Полноправным членом корпорации ему стать так и не удалось.
Прецедент имел серьезные последствия, настроив непримиримо и
последовательно против еврейских парвеню весь дворянский корпус. В
следующем же 1899 году общегосударственное Совещание губернских
предводителей дворянства заявило о необходимости дать дворянским
обществам право исключать евреев. Министр юстиции Н.В. Муравьев,
сменивший Манасеина, поддержал это решение. В итоге в начале 1900 г.

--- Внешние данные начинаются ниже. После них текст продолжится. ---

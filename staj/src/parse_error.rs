// SPDX-License-Identifier: Apache-2.0

use core::fmt;

use thiserror::Error;

use crate::tokenizer::{LexError, TokenKind};
use crate::Position;

/// Errors that can occur during JSON parsing
///
/// Malformed input (`Lex`, `UnexpectedToken`, `MaxDepthExceeded`) aborts the
/// parse for good. `Exhausted` and `Shutdown` report a caller asking for
/// events that can no longer exist, see [`ParseError::is_usage_error`].
#[derive(Debug, Clone, PartialEq, Eq, Error)]
pub enum ParseError {
    /// An error bubbled up from the underlying tokenizer.
    #[error(transparent)]
    Lex(#[from] LexError),
    /// A well-formed token showed up where the grammar does not allow it.
    #[error("expected {expected}, found {found} at {position}")]
    UnexpectedToken {
        expected: Expected,
        found: TokenKind,
        position: Position,
    },
    /// Containers nested deeper than the configured limit
    #[error("nesting deeper than {max_depth} at {position}")]
    MaxDepthExceeded { max_depth: usize, position: Position },
    /// Another event was requested after the stream already ended.
    #[error("JSON event stream has already ended, there is nothing left")]
    Exhausted,
    /// Another event was requested after the reader was shut down.
    #[error("event reader has been shut down")]
    Shutdown,
    /// The background producer stopped without finishing the document.
    #[error("event producer stopped unexpectedly")]
    ProducerLost,
}

impl ParseError {
    /// True for caller contract violations, false for malformed input
    pub const fn is_usage_error(&self) -> bool {
        matches!(self, ParseError::Exhausted | ParseError::Shutdown)
    }

    /// Where in the input the error was found, if it relates to the input
    pub const fn position(&self) -> Option<Position> {
        match self {
            ParseError::Lex(err) => Some(err.position),
            ParseError::UnexpectedToken { position, .. }
            | ParseError::MaxDepthExceeded { position, .. } => Some(*position),
            ParseError::Exhausted | ParseError::Shutdown | ParseError::ProducerLost => None,
        }
    }
}

/// What the parser would have accepted where an unexpected token was found
#[derive(Debug, Clone, Copy, PartialEq, Eq, Hash)]
pub enum Expected {
    /// Start of the document
    Root,
    /// Right after `[`
    ValueOrEndArray,
    /// After `:` or after `,` in an array
    Value,
    /// Right after `{`
    KeyOrEndObject,
    /// After `,` in an object
    Key,
    /// After an object key
    Colon,
    CommaOrEndArray,
    CommaOrEndObject,
    /// After the root value closed
    EndOfInput,
}

impl fmt::Display for Expected {
    fn fmt(&self, f: &mut fmt::Formatter<'_>) -> fmt::Result {
        f.write_str(match self {
            Expected::Root => "'{' or '['",
            Expected::ValueOrEndArray => "a value or ']'",
            Expected::Value => "a value",
            Expected::KeyOrEndObject => "a string key or '}'",
            Expected::Key => "a string key",
            Expected::Colon => "':'",
            Expected::CommaOrEndArray => "',' or ']'",
            Expected::CommaOrEndObject => "',' or '}'",
            Expected::EndOfInput => "end of input",
        })
    }
}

Особое совещание по делам дворянского сословия предложило, чтобы в
будущем «евреи не могут приобретать потомственное дворянство чинами на
службе и пожалованием орденов».
Исследователь Сеймур Беккер так охарактеризовал этот вердикт: «Если
участники Совещания смотрели на бюрократов из недворянских сословий как
на элемент, чуждый драгоценным традициям первого сословия по своему
воспитанию и особенностям, то бюрократы из иудеев воспринимались ими ни
больше ни меньше как смертельная угроза дворянству. Члены религиозного
сообщества, сумевшие, живя в христианском обществе, сохранить в течение
полутора тысячелетий свою самобытность, евреи так и остались в теле
дворянства чужеродным элементом»
[33].
Государственный Совет в этой связи посчитал, что не следует позволять
евреям проникать в дворянские общества. Губернские дворянские собрания
следовало оградить так же, как земства и городские Думы, участие в
деятельности которых было евреям запрещено еще с 1890 г. Указ Николая II
от 28 мая 1900 г. узаконил рекомендацию Государственного совета и
запретил включение дворян-евреев в губернские родословные книги.
Сказанного достаточно, чтобы утверждать: место и роль евреев в
корпусе российского дворянства не стоит преувеличивать. А единичные
исключительные случаи еврейского обладания крепостными душами не дают
добросовестному историку оснований для каких-либо обобщений.